* PROBLEM DETAILS *
Could you give the records below again exactly as they stand?

* EXTRACTED ENTRIES *
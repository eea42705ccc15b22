// Copyright 2025 eraflo
//
// Licensed under the Apache License, Version 2.0 (the "License");
// you may not use this file except in compliance with the License.
// You may obtain a copy of the License at
//
//     http://www.apache.org/licenses/LICENSE-2.0
//
// Unless required by applicable law or agreed to in writing, software
// distributed under the License is distributed on an "AS IS" BASIS,
// WITHOUT WARRANTIES OR CONDITIONS OF ANY KIND, either express or implied.
// See the License for the specific language governing permissions and
// limitations under the License.

mod common;

use common::{Ramp, Scale};
use std::sync::{Arc, Mutex};
use tributary_core::event::EventKind;
use tributary_core::telemetry::{ExecutionEvent, Outcome, PassKind};
use tributary_core::Extent;
use tributary_pipeline::{Pipeline, PipelineContext};

type Log = Arc<Mutex<Vec<(EventKind, Option<String>)>>>;

fn record(pipeline: &Pipeline, node: tributary_pipeline::NodeId) -> Log {
    let log: Log = Arc::default();
    let sink = Arc::clone(&log);
    pipeline
        .subject(node)
        .unwrap()
        .add_observer(EventKind::Any, move |ctx| {
            let detail = ctx
                .data::<String>()
                .cloned()
                .or_else(|| ctx.data::<f64>().map(|p| format!("{p:.1}")));
            sink.lock().unwrap().push((ctx.event(), detail));
        });
    log
}

#[test]
fn test_execution_fires_start_progress_end() {
    // --- 1. ARRANGE ---
    let mut pipeline = Pipeline::new();
    let source = pipeline.add(Ramp::new(Extent::new(0, 3, 0, 0, 0, 0)));
    let log = record(&pipeline, source);

    // --- 2. ACT ---
    pipeline.update(source, 0).unwrap();
    pipeline.update(source, 0).unwrap();

    // --- 3. ASSERT ---
    assert_eq!(
        *log.lock().unwrap(),
        vec![
            (EventKind::Start, None),
            (EventKind::Progress, Some("1.0".to_string())),
            (EventKind::End, None),
        ],
        "a cached update fires nothing"
    );
}

#[test]
fn test_failure_fires_warning_then_error() {
    // --- 1. ARRANGE ---
    let mut pipeline = Pipeline::new();
    let source = pipeline.add(Ramp::new(Extent::new(0, 3, 0, 0, 0, 0)));
    let scale = pipeline.add(Scale::new(1.0));
    pipeline.connect(source, 0, scale, 0).unwrap();
    pipeline.algorithm_mut::<Scale>(scale).unwrap().set_fail(true);
    let log = record(&pipeline, scale);

    // --- 2. ACT ---
    let result = pipeline.update(scale, 0);

    // --- 3. ASSERT ---
    let error = result.unwrap_err().to_string();
    let events = log.lock().unwrap();
    assert_eq!(events.len(), 3);
    assert_eq!(events[0], (EventKind::Start, None));
    assert_eq!(
        events[1],
        (EventKind::Warning, Some("about to fail".to_string()))
    );
    assert_eq!(events[2], (EventKind::Error, Some(error)));
}

#[test]
fn test_execution_events_reach_the_channel() {
    // --- 1. ARRANGE ---
    let (tx, rx) = flume::unbounded::<ExecutionEvent>();
    let mut pipeline = Pipeline::with_context(PipelineContext::new().with_event_sender(tx));
    let source = pipeline.add(Ramp::new(Extent::new(0, 3, 0, 0, 0, 0)));
    let scale = pipeline.add(Scale::new(2.0));
    pipeline.connect(source, 0, scale, 0).unwrap();

    // --- 2. ACT ---
    pipeline.update(scale, 0).unwrap();
    pipeline.update(scale, 0).unwrap();

    // --- 3. ASSERT ---
    let data: Vec<(String, Outcome)> = rx
        .drain()
        .filter(|e| e.pass == PassKind::Data)
        .map(|e| (e.algorithm, e.outcome))
        .collect();
    assert_eq!(
        data,
        vec![
            ("Ramp".to_string(), Outcome::Executed),
            ("Scale".to_string(), Outcome::Executed),
            ("Ramp".to_string(), Outcome::Skipped),
            ("Scale".to_string(), Outcome::Skipped),
        ]
    );
}

#[test]
fn test_information_pass_is_reported_once_until_something_changes() {
    // --- 1. ARRANGE ---
    let (tx, rx) = flume::unbounded::<ExecutionEvent>();
    let mut pipeline = Pipeline::with_context(PipelineContext::new().with_event_sender(tx));
    let source = pipeline.add(Ramp::new(Extent::new(0, 3, 0, 0, 0, 0)));

    // --- 2. ACT ---
    pipeline.update(source, 0).unwrap();
    pipeline.update(source, 0).unwrap();
    pipeline.algorithm_mut::<Ramp>(source).unwrap().set_offset(1.0);
    pipeline.update(source, 0).unwrap();

    // --- 3. ASSERT ---
    let information = rx
        .drain()
        .filter(|e| e.pass == PassKind::Information)
        .count();
    assert_eq!(information, 2);
}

* REPLY TO THE TASK *
repository eea42705ccc15b22
// Copyright 2025 eraflo
//
// Licensed under the Apache License, Version 2.0 (the "License");
// you may not use this file except in compliance with the License.
// You may obtain a copy of the License at
//
//     http://www.apache.org/licenses/LICENSE-2.0
//
// Unless required by applicable law or agreed to in writing, software
// distributed under the License is distributed on an "AS IS" BASIS,
// WITHOUT WARRANTIES OR CONDITIONS OF ANY KIND, either express or implied.
// See the License for the specific language governing permissions and
// limitations under the License.

mod common;

use common::{Ramp, Scale};
use std::sync::{Arc, Mutex};
use tributary_core::event::EventKind;
use tributary_core::telemetry::{ExecutionEvent, Outcome, PassKind};
use tributary_core::Extent;
use tributary_pipeline::{Pipeline, PipelineContext};

type Log = Arc<Mutex<Vec<(EventKind, Option<String>)>>>;

fn record(pipeline: &Pipeline, node: tributary_pipeline::NodeId) -> Log {
    let log: Log = Arc::default();
    let sink = Arc::clone(&log);
    pipeline
        .subject(node)
        .unwrap()
        .add_observer(EventKind::Any, move |ctx| {
            let detail = ctx
                .data::<String>()
                .cloned()
                .or_else(|| ctx.data::<f64>().map(|p| format!("{p:.1}")));
            sink.lock().unwrap().push((ctx.event(), detail));
        });
    log
}

#[test]
fn test_execution_fires_start_progress_end() {
    // --- 1. ARRANGE ---
    let mut pipeline = Pipeline::new();
    let source = pipeline.add(Ramp::new(Extent::new(0, 3, 0, 0, 0, 0)));
    let log = record(&pipeline, source);

    // --- 2. ACT ---
    pipeline.update(source, 0).unwrap();
    pipeline.update(source, 0).unwrap();

    // --- 3. ASSERT ---
    assert_eq!(
        *log.lock().unwrap(),
        vec![
            (EventKind::Start, None),
            (EventKind::Progress, Some("1.0".to_string())),
            (EventKind::End, None),
        ],
        "a cached update fires nothing"
    );
}

#[test]
fn test_failure_fires_warning_then_error() {
    // --- 1. ARRANGE ---
    let mut pipeline = Pipeline::new();
    let source = pipeline.add(Ramp::new(Extent::new(0, 3, 0, 0, 0, 0)));
    let scale = pipeline.add(Scale::new(1.0));
    pipeline.connect(source, 0, scale, 0).unwrap();
    pipeline.algorithm_mut::<Scale>(scale).unwrap().set_fail(true);
    let log = record(&pipeline, scale);

    // --- 2. ACT ---
    let result = pipeline.update(scale, 0);

    // --- 3. ASSERT ---
    let error = result.unwrap_err().to_string();
    let events = log.lock().unwrap();
    assert_eq!(events.len(), 3);
    assert_eq!(events[0], (EventKind::Start, None));
    assert_eq!(
        events[1],
        (EventKind::Warning, Some("about to fail".to_string()))
    );
    assert_eq!(events[2], (EventKind::Error, Some(error)));
}

#[test]
fn test_execution_events_reach_the_channel() {
    // --- 1. ARRANGE ---
    let (tx, rx) = flume::unbounded::<ExecutionEvent>();
    let mut pipeline = Pipeline::with_context(PipelineContext::new().with_event_sender(tx));
    let source = pipeline.add(Ramp::new(Extent::new(0, 3, 0, 0, 0, 0)));
    let scale = pipeline.add(Scale::new(2.0));
    pipeline.connect(source, 0, scale, 0).unwrap();

    // --- 2. ACT ---
    pipeline.update(scale, 0).unwrap();
    pipeline.update(scale, 0).unwrap();

    // --- 3. ASSERT ---
    let data: Vec<(String, Outcome)> = rx
        .drain()
        .filter(|e| e.pass == PassKind::Data)
        .map(|e| (e.algorithm, e.outcome))
        .collect();
    assert_eq!(
        data,
        vec![
            ("Ramp".to_string(), Outcome::Executed),
            ("Scale".to_string(), Outcome::Executed),
            ("Ramp".to_string(), Outcome::Skipped),
            ("Scale".to_string(), Outcome::Skipped),
        ]
    );
}

#[test]
fn test_information_pass_is_reported_once_until_something_changes() {
    // --- 1. ARRANGE ---
    let (tx, rx) = flume::unbounded::<ExecutionEvent>();
    let mut pipeline = Pipeline::with_context(PipelineContext::new().with_event_sender(tx));
    let source = pipeline.add(Ramp::new(Extent::new(0, 3, 0, 0, 0, 0)));

    // --- 2. ACT ---
    pipeline.update(source, 0).unwrap();
    pipeline.update(source, 0).unwrap();
    pipeline.algorithm_mut::<Ramp>(source).unwrap().set_offset(1.0);
    pipeline.update(source, 0).unwrap();

    // --- 3. ASSERT ---
    let information = rx
        .drain()
        .filter(|e| e.pass == PassKind::Information)
        .count();
    assert_eq!(information, 2);
}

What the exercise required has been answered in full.